Integrate And Conquer
Prior to the partnership, CSK Auto looked into expanding its existing e-commerce business, but realized that alone, it would exclude 2/3 of the country if it tried to offer in-store pickup. And it felt the key to a multichannel strategy was to take advantage of the local store presence to drive customers to the Web while getting them in the stores as well. PartsAmerica.com took advantage of its brick-and-mortar partners' already established supply chains by turning the stores into mini-distribution centers. Advance and CSK Auto also had to adjust their warehouse operations to ship individual online orders as opposed to only large store shipments.

When an online customer orders an air filter, based on search results of both Advance and CSK Auto's inventory by zip code, the Web site informs the customer whether the filter is available at a local store or if it can be shipped to his house. If the filter is in stock at a store, the order message is sent directly to an in-store printer, where a store employee removes the filter from the shelf to await customer pickup. Once the order is placed, the air filter is no longer in the system's inventory and, therefore, cannot be sold to anyone else. Company reports have shown that since the launch, most of Advance and CSK Auto stores receive Internet orders for in-store pickup. The company noted that many of those orders come from the more well-wired areas of the country where online shopping is prevalent.

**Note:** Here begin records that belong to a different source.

//! Identifier and literal helpers for generated Go code.

use heck::{ToLowerCamelCase, ToSnakeCase, ToUpperCamelCase};

/// Converts a wire key to an exported Go identifier.
///
/// ## Examples
///
/// ```
/// use framegen_gen::naming::to_pascal_case;
///
/// assert_eq!(to_pascal_case("bool_attribute"), "BoolAttribute");
/// assert_eq!(to_pascal_case("list_nested_attribute_three"), "ListNestedAttributeThree");
/// ```
pub fn to_pascal_case(name: &str) -> String {
    name.to_upper_camel_case()
}

/// Converts a wire key to an unexported Go identifier, e.g. for locals.
pub fn to_camel_case(name: &str) -> String {
    name.to_lower_camel_case()
}

/// Converts a name to the snake case used in package and file names.
pub fn to_snake_case(name: &str) -> String {
    name.to_snake_case()
}

/// Quotes `value` as an interpreted Go string literal.
///
/// ## Examples
///
/// ```
/// use framegen_gen::naming::quote_go_string;
///
/// assert_eq!(quote_go_string("plain"), "\"plain\"");
/// assert_eq!(quote_go_string("say \"hi\"\n"), r#""say \"hi\"\n""#);
/// ```
pub fn quote_go_string(value: &str) -> String {
    let mut out = String::with_capacity(value.len() + 2);
    out.push('"');
    for c in value.chars() {
        match c {
            '"' => out.push_str("\\\""),
            '\\' => out.push_str("\\\\"),
            '\n' => out.push_str("\\n"),
            '\r' => out.push_str("\\r"),
            '\t' => out.push_str("\\t"),
            c if (c as u32) < 0x20 => out.push_str(&format!("\\x{:02x}", c as u32)),
            c => out.push(c),
        }
    }
    out.push('"');
    out
}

Parts that are not available in a local store can be shipped to the customer from one of six distribution centers (three for each retailer) across the country. Orders are sent from the center closest to the shipping address, but if the customer ordered two or more different products, the order might arrive in separate shipments depending on where the parts are in stock. Each retailer's warehouse management systems (WMSs) were developed in-house, but shipping individual orders was not a difficult adjustment. Both Advance and CSK Auto already operated special order systems prior to the partnership. Basically the only change was adjusting the shipping address fields to recognize homes rather than individual stores. CSK Auto added shipping software from Varsity Logistics, Inc. (San Francisco) while Advance made adjustments in-house to its WMS.

Maintaining Brand Awareness
Although PartsAmerica.com still has the online equivalent of that new car smell, both companies are confident in making the site their sole e-commerce strategy with some individualized branding to build on what the stores already have. If customers go into the Kragen Auto Parts stores they might see signs for www.kragen.com. But if those customers type the address into a browser it will take them to a site branded as Kragen Auto Parts@PartsAmerica.com. "It is our way of leveraging the hundreds of millions of dollars the stores have invested in marketing as well as the equity they have built through brand awareness in the marketplace," Morel said. In the future, the stores are considering making use of all the personalized customer information the Web site is collecting through a joint loyalty program. The race to fund a truly successful online selling strategy is on. There have been some companies that have crashed and burned, serving as examples to those who are easing into the Internet curves. Soon the cyber-racetrack will contain fewer individual participants and more team efforts than ever imagined. Multichannel may soon extend into multicompany as retailers take even more passengers on a drive toward expanded customer reach.